::: Listed entries :::

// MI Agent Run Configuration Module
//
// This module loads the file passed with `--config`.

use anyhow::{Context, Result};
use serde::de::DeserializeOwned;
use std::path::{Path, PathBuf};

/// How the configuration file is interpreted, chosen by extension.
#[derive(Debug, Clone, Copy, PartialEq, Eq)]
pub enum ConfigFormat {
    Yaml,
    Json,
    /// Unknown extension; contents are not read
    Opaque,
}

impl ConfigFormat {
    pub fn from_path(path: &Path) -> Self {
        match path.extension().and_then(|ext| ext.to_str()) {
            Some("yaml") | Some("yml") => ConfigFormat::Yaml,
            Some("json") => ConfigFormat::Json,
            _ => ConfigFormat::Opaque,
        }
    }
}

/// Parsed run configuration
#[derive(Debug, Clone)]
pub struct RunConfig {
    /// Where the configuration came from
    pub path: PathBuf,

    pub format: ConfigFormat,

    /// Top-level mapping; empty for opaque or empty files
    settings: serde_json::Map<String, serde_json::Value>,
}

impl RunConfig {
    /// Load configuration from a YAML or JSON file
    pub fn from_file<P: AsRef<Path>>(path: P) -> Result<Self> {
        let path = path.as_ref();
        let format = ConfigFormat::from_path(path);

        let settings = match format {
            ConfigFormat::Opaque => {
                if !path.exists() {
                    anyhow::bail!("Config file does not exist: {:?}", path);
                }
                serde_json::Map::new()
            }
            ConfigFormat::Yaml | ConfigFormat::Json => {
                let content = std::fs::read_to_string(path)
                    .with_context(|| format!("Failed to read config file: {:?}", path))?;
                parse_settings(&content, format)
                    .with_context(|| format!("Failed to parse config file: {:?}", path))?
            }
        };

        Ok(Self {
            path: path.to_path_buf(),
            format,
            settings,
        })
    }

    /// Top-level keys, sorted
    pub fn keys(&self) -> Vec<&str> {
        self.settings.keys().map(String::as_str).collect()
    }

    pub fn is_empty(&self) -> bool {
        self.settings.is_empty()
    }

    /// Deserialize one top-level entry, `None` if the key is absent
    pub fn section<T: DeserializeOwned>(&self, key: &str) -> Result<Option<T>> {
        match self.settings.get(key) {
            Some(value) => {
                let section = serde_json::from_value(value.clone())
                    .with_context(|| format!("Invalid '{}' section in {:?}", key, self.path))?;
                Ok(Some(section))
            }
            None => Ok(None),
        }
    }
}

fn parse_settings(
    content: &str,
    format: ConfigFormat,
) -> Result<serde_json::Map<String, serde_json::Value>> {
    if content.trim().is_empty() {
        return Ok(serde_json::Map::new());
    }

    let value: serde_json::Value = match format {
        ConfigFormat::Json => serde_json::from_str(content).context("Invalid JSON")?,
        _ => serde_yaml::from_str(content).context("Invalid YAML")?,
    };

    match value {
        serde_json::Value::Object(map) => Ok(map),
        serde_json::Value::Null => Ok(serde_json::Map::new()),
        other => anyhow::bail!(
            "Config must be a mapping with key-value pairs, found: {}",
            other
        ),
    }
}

:::

◆ Exercise goal ◆
Transcribe only, please, the lines from the first line of the records through the line with "are not read". Both of those lines are included.

◆ Solution to this problem ◆
// MI Agent Run Configuration Module
//
// This module loads the file passed with `--config`.

use anyhow::{Context, Result};
use serde::de::DeserializeOwned;
use std::path::{Path, PathBuf};

/// How the configuration file is interpreted, chosen by extension.
#[derive(Debug, Clone, Copy, PartialEq, Eq)]
pub enum ConfigFormat {
    Yaml,
    Json,
    /// Unknown extension; contents are not read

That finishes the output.